Thanks for all your experiences on this. I reckon you're right Sarah and they are just covering themselves.

I'm going to go ahead and setup an inline co2 atomizer and keep an eye on it. I'm sure it'll be fine! :icon_bigg

Thanks!
Chris


----------



## concepts88 (Oct 4, 2012)

I just wanted to add. Once you have it setup. It takes a while for the atomizer to open up. You also need super high pressure out of your co2. Once the pores open up , it will stabilize.


----------



## ETK (Jan 25, 2013)

What an obnoxious response by Fluval. Is there really any difference between adding some inline equipment, and running the filter with a slightly clogged filter pad? OK, maybe the inline equipment will be more likely to cause a leak in the connections on the output side, but that can be controlled.


----------



## manlyfan76 (Jun 20, 2013)

There is a slight difference. It has to do with backpressure. If you reduce the inlet side, that is to close the valve so that less water can get into the filter pressure will drop, maybe cavatate and possibly the impellor/motor could heat up. If you restrict the outlet line the pressure in the filter will increase as the motor is pumping and water cannot escape of outward pressure is increased on the walls of the filter/ piping. Would an atomiser do this, probably not. but if i put one on I would use a by pass with a two way valve to controll the flow through it.
check out LS6 Tommy's here:http://www.plantedtank.net/forums/showthread.php?t=163977&page=3
that's what id do when adding anything in-line.


----------



## creekbottom (Apr 5, 2012)

I've never gotten an answer from Fluval that wasn't meant to cover their butts!

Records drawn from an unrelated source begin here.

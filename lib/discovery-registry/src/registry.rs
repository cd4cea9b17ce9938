//! Registry facade over the service cache and its reconciliation task

use crate::reconcile::{ReconcileStats, ReconciliationLoop, StatsSnapshot};
use crate::{RegistryConfig, RegistryError, Result};
use discovery_core::{segment_count, ServiceCache};
use discovery_store::{create_tree, CoordinationStore, TreeWatcher};
use parking_lot::Mutex;
use std::fmt;
use std::sync::Arc;
use tokio::task::JoinHandle;
use tokio_util::sync::CancellationToken;
use tracing::{debug, info, info_span, warn, Instrument, Span};

/// Registry keeps a local copy of the services registered under a store root.
///
/// Lookups are served from memory and never wait on the store. The copy is
/// eventually consistent: a notification lost by the watcher is not
/// recovered.
pub struct Registry {
    cache: Arc<ServiceCache>,
    root_path: String,
    offset: usize,
    stats: Arc<ReconcileStats>,
    shutdown: CancellationToken,
    task: Mutex<Option<JoinHandle<()>>>,
    span: Span,
}

/// Builder for [`Registry`], mainly to inject a tracing span
pub struct RegistryBuilder {
    config: RegistryConfig,
    span: Option<Span>,
}

impl RegistryBuilder {
    /// Emit the registry's diagnostics inside `span`
    pub fn span(mut self, span: Span) -> Self {
        self.span = Some(span);
        self
    }

    /// Bootstrap the root in `store`, subscribe to it and start reconciling
    pub async fn build<S>(self, store: &S) -> Result<Registry>
    where
        S: CoordinationStore + TreeWatcher + ?Sized,
    {
        let config = self.config;
        config.validate()?;
        if !store.is_connected() {
            return Err(RegistryError::ConnectionUnavailable);
        }
        let span = self
            .span
            .unwrap_or_else(|| info_span!("registry", root = %config.root_path));

        create_tree(store, &config.root_path)
            .await
            .map_err(RegistryError::Bootstrap)?;

        let offset = segment_count(&config.root_path);
        let events = store
            .watch(&config.root_path, config.watch_depth)
            .await
            .map_err(RegistryError::Watch)?;

        let cache = Arc::new(ServiceCache::new());
        let stats = Arc::new(ReconcileStats::default());
        let shutdown = CancellationToken::new();
        let reconciliation = ReconciliationLoop {
            cache: cache.clone(),
            events,
            offset,
            tick_interval: config.tick_interval(),
            shutdown: shutdown.clone(),
            stats: stats.clone(),
        };
        let task = tokio::spawn(reconciliation.run().instrument(span.clone()));

        span.in_scope(|| info!("Registry watching {}", config.root_path));
        Ok(Registry {
            cache,
            root_path: config.root_path,
            offset,
            stats,
            shutdown,
            task: Mutex::new(Some(task)),
            span,
        })
    }
}

impl Registry {
    pub fn builder(config: RegistryConfig) -> RegistryBuilder {
        RegistryBuilder { config, span: None }
    }

    /// Create a registry for `config.root_path` in `store`
    pub async fn new<S>(store: &S, config: RegistryConfig) -> Result<Self>
    where
        S: CoordinationStore + TreeWatcher + ?Sized,
    {
        Self::builder(config).build(store).await
    }

    /// Get the endpoints registered for `name`/`version`
    pub fn lookup(&self, name: &str, version: &str) -> discovery_core::Result<Arc<Vec<String>>> {
        self.cache.lookup(name, version)
    }

    /// Register an endpoint locally, bypassing the store
    pub fn add(&self, name: &str, version: &str, endpoint: &str) {
        self.cache.add(name, version, endpoint);
    }

    pub fn delete_endpoint(&self, name: &str, version: &str, endpoint: &str) {
        self.cache.delete_endpoint(name, version, endpoint);
    }

    pub fn delete_version(&self, name: &str, version: &str) {
        self.cache.delete_version(name, version);
    }

    pub fn delete_service(&self, name: &str) {
        self.cache.delete_service(name);
    }

    /// Report that `endpoint` failed for `name`/`version`.
    ///
    /// Only logged; the endpoint stays registered.
    pub fn report_failure(
        &self,
        name: &str,
        version: &str,
        endpoint: &str,
        cause: &dyn fmt::Display,
    ) {
        let _entered = self.span.enter();
        warn!("{}", failure_message(name, version, endpoint, cause));
    }

    /// JSON rendering of the whole cache.
    ///
    /// Takes the cache lock; keep it off hot request paths.
    pub fn describe(&self) -> String {
        self.cache.to_json()
    }

    /// Stop the reconciliation task and wait for it to exit.
    ///
    /// Calling `close` again is a no-op.
    pub async fn close(&self) -> Result<()> {
        self.shutdown.cancel();
        let task = self.task.lock().take();
        if let Some(task) = task {
            task.await?;
            self.span.in_scope(|| debug!("Registry closed"));
        }
        Ok(())
    }

    pub fn is_closed(&self) -> bool {
        self.shutdown.is_cancelled()
    }

    pub fn root_path(&self) -> &str {
        &self.root_path
    }

    /// Depth of the root path, in segments
    pub fn offset(&self) -> usize {
        self.offset
    }

    pub fn stats(&self) -> StatsSnapshot {
        self.stats.snapshot()
    }

    pub fn service_count(&self) -> usize {
        self.cache.service_count()
    }
}

impl fmt::Display for Registry {
    fn fmt(&self, f: &mut fmt::Formatter<'_>) -> fmt::Result {
        f.write_str(&self.describe())
    }
}

impl fmt::Debug for Registry {
    fn fmt(&self, f: &mut fmt::Formatter<'_>) -> fmt::Result {
        f.debug_struct("Registry")
            .field("root_path", &self.root_path)
            .field("offset", &self.offset)
            .field("closed", &self.is_closed())
            .finish()
    }
}

impl Drop for Registry {
    fn drop(&mut self) {
        self.shutdown.cancel();
    }
}

/// Message logged by [`Registry::report_failure`]
pub fn failure_message(
    name: &str,
    version: &str,
    endpoint: &str,
    cause: &dyn fmt::Display,
) -> String {
    format!("Error accessing {}/{} ({}): {}", name, version, endpoint, cause)
}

I just hooked up a Fluval canister with 16/22 hose, fits great! I used the eheim hose instead of the clear vinyl stuff... less kinking and collapsing.


----------



## talontsiawd (Oct 19, 2008)

I have never had a Fluval canister but many people have used inline equipment and they make a quality filter, it wouldn't be any different from an Eheim or similar.

I don't know the answer to the tubing size but the response is actually quite reasonable from their end. Go to the factory dealership of the car you own and ask them for advice on an aftermarket supercharger or suspension setup. Quality parts work perfectly fine but they will tell you to only use their parts. They made the car for a certain purpose, they will never understand why you want to do something different. Just saying, they are just trying to have you leave it as is. If they told you how to do it and your filter fails, you have documented advice you could post all over the net.


----------



## ChadO (Apr 2, 2009)

So on this last Sunday night, I just hooked up a cerges reactor to my Fluval 404. I went with 5/8" ID / 7/8" OD braided vinyl tubing from Home Depot. I had to push with some decent force to get the tubing on the barb connectors, but it is working just great. For me, on the 404, that tubing was a perfect fit. It is thick enough that you won't need the plastic nut where it connects to the valve bracket. You could still use an "O" clamp if you want some extra safety.


----------



## Chris25 (May 14, 2013)

Well I went ahead and hooked it up. So far no leaks or any problems. Simply changed the outlet hose over to 16/22mm hose and that fits the 406 fine. The only minor thing I had was the new 16/22mm hose doesn't bend as easily over the tank without kinking so may look at that in the future, for now it has a nice easy bend into the tank. (Sticks out a bit from the side, but its not too bad)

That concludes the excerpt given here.